Action item
Check each line of the records below for the word "SinglePlayer" and copy those where it appears.

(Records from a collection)
<<<<

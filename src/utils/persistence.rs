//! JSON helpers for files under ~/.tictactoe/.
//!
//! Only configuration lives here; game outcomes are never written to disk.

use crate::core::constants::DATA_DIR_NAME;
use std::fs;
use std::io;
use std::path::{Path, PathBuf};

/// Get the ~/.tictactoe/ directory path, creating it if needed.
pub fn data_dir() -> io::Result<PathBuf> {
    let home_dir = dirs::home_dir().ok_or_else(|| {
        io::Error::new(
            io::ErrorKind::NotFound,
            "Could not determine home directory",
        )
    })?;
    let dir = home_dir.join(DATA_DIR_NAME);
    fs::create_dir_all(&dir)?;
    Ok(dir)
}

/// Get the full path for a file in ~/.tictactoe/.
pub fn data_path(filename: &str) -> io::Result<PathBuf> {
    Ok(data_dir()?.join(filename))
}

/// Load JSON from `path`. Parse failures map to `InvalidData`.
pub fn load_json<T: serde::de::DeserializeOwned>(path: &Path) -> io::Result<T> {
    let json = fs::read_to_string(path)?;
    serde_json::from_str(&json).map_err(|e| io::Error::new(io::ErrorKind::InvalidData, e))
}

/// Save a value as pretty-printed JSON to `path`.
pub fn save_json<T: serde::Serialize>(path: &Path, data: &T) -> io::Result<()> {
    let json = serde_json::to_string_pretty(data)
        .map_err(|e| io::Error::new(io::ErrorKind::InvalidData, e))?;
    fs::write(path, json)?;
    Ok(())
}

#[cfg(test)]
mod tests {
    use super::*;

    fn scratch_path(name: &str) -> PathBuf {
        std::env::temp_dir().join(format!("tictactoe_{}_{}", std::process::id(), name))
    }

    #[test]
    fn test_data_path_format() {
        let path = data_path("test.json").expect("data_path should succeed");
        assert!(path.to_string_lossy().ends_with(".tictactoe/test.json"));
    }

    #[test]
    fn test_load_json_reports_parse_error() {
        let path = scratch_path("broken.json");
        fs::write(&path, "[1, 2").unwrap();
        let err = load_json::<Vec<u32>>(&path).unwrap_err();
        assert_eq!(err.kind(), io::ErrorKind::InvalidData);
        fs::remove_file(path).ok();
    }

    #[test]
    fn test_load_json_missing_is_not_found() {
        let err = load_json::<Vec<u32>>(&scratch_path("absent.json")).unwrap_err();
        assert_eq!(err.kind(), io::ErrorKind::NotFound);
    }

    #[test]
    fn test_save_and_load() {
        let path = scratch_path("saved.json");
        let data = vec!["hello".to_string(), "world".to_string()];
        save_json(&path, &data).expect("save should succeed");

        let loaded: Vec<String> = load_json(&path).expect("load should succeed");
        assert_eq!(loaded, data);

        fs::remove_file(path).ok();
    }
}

>>>>
<<<<

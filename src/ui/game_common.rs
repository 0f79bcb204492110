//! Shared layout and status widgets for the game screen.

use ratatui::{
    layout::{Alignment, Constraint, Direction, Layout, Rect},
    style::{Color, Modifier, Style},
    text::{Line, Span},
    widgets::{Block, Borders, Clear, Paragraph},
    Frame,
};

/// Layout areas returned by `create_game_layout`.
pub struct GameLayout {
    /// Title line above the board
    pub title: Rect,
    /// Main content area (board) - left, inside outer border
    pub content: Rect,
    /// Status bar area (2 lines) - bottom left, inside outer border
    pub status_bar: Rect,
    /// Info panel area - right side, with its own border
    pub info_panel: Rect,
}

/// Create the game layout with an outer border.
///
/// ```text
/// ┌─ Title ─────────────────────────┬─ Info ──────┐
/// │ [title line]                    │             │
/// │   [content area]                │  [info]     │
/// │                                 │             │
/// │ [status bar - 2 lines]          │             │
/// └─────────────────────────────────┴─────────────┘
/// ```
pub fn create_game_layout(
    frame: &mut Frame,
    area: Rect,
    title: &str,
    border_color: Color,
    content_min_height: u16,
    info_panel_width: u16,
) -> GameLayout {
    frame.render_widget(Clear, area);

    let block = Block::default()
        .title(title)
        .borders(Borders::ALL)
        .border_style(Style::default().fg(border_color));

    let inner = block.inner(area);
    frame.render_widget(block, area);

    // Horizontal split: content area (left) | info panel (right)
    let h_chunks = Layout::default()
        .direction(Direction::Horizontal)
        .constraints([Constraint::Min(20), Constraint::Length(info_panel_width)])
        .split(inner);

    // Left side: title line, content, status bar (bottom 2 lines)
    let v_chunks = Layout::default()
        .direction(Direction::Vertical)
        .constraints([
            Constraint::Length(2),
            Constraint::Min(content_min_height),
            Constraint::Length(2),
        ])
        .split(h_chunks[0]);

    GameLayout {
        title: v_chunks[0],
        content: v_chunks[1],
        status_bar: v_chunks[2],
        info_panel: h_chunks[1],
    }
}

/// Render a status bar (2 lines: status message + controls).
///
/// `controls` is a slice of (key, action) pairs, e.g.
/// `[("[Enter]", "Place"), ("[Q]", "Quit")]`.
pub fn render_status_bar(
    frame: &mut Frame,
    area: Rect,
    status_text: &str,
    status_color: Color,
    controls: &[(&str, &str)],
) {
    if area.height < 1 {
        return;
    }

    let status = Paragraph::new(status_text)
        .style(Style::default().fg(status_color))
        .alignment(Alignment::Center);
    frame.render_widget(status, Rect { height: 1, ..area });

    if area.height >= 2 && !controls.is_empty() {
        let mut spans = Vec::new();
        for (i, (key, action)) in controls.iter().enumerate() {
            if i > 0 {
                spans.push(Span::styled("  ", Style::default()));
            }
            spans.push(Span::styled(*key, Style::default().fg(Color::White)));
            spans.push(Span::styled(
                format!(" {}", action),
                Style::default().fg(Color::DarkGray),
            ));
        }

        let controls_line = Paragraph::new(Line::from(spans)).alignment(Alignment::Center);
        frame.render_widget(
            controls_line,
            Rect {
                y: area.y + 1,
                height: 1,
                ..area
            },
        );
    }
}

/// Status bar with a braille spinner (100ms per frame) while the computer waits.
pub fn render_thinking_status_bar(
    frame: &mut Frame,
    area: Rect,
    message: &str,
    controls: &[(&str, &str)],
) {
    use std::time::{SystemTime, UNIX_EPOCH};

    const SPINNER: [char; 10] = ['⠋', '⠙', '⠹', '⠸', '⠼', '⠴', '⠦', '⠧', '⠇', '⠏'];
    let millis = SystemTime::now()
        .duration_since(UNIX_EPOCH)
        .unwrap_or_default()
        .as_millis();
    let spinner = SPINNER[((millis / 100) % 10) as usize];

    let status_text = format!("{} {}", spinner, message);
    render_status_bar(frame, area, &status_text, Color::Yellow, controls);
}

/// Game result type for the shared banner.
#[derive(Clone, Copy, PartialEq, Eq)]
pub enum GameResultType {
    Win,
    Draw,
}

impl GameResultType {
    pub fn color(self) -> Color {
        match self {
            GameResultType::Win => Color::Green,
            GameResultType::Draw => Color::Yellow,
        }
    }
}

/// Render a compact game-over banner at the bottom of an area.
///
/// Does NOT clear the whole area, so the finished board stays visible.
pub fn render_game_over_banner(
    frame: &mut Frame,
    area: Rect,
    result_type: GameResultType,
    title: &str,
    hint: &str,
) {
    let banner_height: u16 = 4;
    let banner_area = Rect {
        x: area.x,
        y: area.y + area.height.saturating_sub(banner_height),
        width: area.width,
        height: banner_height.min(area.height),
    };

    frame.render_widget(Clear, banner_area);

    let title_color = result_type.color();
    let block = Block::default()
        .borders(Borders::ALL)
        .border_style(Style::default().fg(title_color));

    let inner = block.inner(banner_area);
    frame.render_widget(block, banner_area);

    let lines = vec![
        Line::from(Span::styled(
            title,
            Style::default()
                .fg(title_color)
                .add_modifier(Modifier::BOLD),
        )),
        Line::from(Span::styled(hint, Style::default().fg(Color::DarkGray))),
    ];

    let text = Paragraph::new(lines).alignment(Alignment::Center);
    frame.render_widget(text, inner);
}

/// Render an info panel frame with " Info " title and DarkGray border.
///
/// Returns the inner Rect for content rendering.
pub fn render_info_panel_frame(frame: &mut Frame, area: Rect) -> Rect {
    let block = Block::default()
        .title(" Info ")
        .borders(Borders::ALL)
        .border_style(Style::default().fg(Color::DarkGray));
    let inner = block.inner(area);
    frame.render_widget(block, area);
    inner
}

>>>>
<<<<

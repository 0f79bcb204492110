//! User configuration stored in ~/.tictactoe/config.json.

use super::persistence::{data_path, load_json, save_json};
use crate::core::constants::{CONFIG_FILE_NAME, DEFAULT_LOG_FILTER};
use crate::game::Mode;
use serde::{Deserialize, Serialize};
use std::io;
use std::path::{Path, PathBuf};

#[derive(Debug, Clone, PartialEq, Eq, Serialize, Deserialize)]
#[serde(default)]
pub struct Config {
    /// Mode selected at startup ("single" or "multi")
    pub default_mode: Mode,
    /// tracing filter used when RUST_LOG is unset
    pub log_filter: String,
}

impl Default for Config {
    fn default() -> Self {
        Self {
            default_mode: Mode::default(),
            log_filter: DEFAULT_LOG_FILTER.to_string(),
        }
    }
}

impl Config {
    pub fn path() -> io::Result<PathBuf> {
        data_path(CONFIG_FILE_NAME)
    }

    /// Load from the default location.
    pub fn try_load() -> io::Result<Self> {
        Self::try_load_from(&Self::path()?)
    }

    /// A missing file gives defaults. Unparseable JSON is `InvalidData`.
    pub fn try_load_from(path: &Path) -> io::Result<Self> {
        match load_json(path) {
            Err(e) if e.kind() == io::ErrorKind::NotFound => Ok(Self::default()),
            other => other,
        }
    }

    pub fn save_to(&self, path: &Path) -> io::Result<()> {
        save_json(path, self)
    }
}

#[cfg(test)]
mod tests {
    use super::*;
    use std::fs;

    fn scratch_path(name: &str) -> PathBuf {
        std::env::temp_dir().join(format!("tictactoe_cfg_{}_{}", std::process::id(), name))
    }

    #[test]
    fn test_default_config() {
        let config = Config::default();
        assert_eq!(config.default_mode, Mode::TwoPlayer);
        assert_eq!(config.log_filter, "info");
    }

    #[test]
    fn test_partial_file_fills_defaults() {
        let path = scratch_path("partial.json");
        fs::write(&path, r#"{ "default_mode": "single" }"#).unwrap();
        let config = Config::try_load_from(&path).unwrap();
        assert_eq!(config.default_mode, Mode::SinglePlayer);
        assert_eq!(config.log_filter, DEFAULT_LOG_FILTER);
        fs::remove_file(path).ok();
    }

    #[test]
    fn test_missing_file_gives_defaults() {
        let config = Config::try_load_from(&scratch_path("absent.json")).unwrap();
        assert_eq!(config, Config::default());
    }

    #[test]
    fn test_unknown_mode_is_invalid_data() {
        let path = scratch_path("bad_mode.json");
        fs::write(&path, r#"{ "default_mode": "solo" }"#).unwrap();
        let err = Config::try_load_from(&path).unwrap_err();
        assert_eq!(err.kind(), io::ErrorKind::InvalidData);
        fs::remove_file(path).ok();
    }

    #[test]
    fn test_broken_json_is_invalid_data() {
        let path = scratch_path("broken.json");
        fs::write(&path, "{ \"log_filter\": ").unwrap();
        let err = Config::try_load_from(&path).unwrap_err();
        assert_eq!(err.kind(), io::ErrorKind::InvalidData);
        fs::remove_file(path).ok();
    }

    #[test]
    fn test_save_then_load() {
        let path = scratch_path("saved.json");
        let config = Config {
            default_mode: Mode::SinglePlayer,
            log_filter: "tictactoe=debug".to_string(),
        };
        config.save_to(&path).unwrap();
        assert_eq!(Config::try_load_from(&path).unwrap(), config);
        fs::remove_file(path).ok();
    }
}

>>>>

Result of the task
        assert_eq!(config.default_mode, Mode::SinglePlayer);
            default_mode: Mode::SinglePlayer,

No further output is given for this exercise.